Crypto usage is evolving rapidly, with stablecoins like Tether’s USDt and Circle’s USDC accounting for 40% of total crypto volume in Q3 2025. Practicality, not ideology, is driving adoption, especially in emerging regions like Southeast Asia, Africa, and Latin America.

Retail-sized transfers below $250 are increasing, showing growth in small-value payments. Stablecoins are becoming the first crypto asset for many, solving problems for countries like the Philippines with high remittance needs.

Countries like India, Pakistan, Vietnam, Brazil, and the Philippines are leading in grassroots crypto activity, with stablecoin transfers ranging from $100 to $500 in emerging markets. Adoption among Filipinos has increased, driven by play-to-earn gaming and remittance needs.

New crypto users prioritize utility over security fundamentals like private keys and self-custody. Security needs to be built natively into products to address the risk and responsibility concerns of users sending and receiving funds.

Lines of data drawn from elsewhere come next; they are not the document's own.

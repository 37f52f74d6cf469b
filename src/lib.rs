// ABOUTME: Root library module exposing all public modules.
// ABOUTME: Provides access to config, supervisor, extensions, command sync, and the log sink.

pub mod backoff;
pub mod commands;
pub mod config;
pub mod events;
pub mod extension;
pub mod extensions;
pub mod gateway;
pub mod manager;
pub mod metrics;
pub mod sink;
pub mod supervisor;
pub mod sync;

// Re-export the types most callers need
pub use commands::{CommandDef, CommandRegistry, CommandScope};
pub use events::{EventKind, GatewayEvent, LogEvent, Severity};
pub use extension::{EventListener, Extension, ExtensionContext, ExtensionError};
pub use manager::{ExtensionCatalog, ExtensionManager};
pub use supervisor::{ConnectionState, ConnectionSupervisor, SessionError};
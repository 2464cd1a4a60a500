use crate::tracker::Detection;

/// Admission rule applied to raw detections before tracking.
#[derive(Debug, Clone, PartialEq)]
pub struct DetectionFilter {
    pub conf_threshold: f32,
    /// Classes of interest; empty admits every class
    pub classes: Vec<i64>,
}

impl DetectionFilter {
    pub fn new(conf_threshold: f32, classes: Vec<i64>) -> Self {
        Self {
            conf_threshold,
            classes,
        }
    }

    /// Admit everything.
    pub fn pass_all() -> Self {
        Self::new(0.0, Vec::new())
    }

    pub fn admits(&self, detection: &Detection) -> bool {
        detection.confidence >= self.conf_threshold
            && (self.classes.is_empty() || self.classes.contains(&detection.class_id))
    }

    pub fn apply(&self, mut detections: Vec<Detection>) -> Vec<Detection> {
        detections.retain(|d| self.admits(d));
        detections
    }
}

The next wave of crypto adoption focuses on abstracting away complexity to make using stablecoins and blockchain technology seamless for users engaging in real-world utility. Security features must be integrated into products to foster mainstream adoption and financial inclusion.

With USDT and USDC dominating global crypto trading volume and over 161 million people holding stablecoins, the asset class is larger than the population of the world’s 10 biggest cities combined. The future of crypto depends on recognizing the changing face of adoption and building technologies that serve this new reality.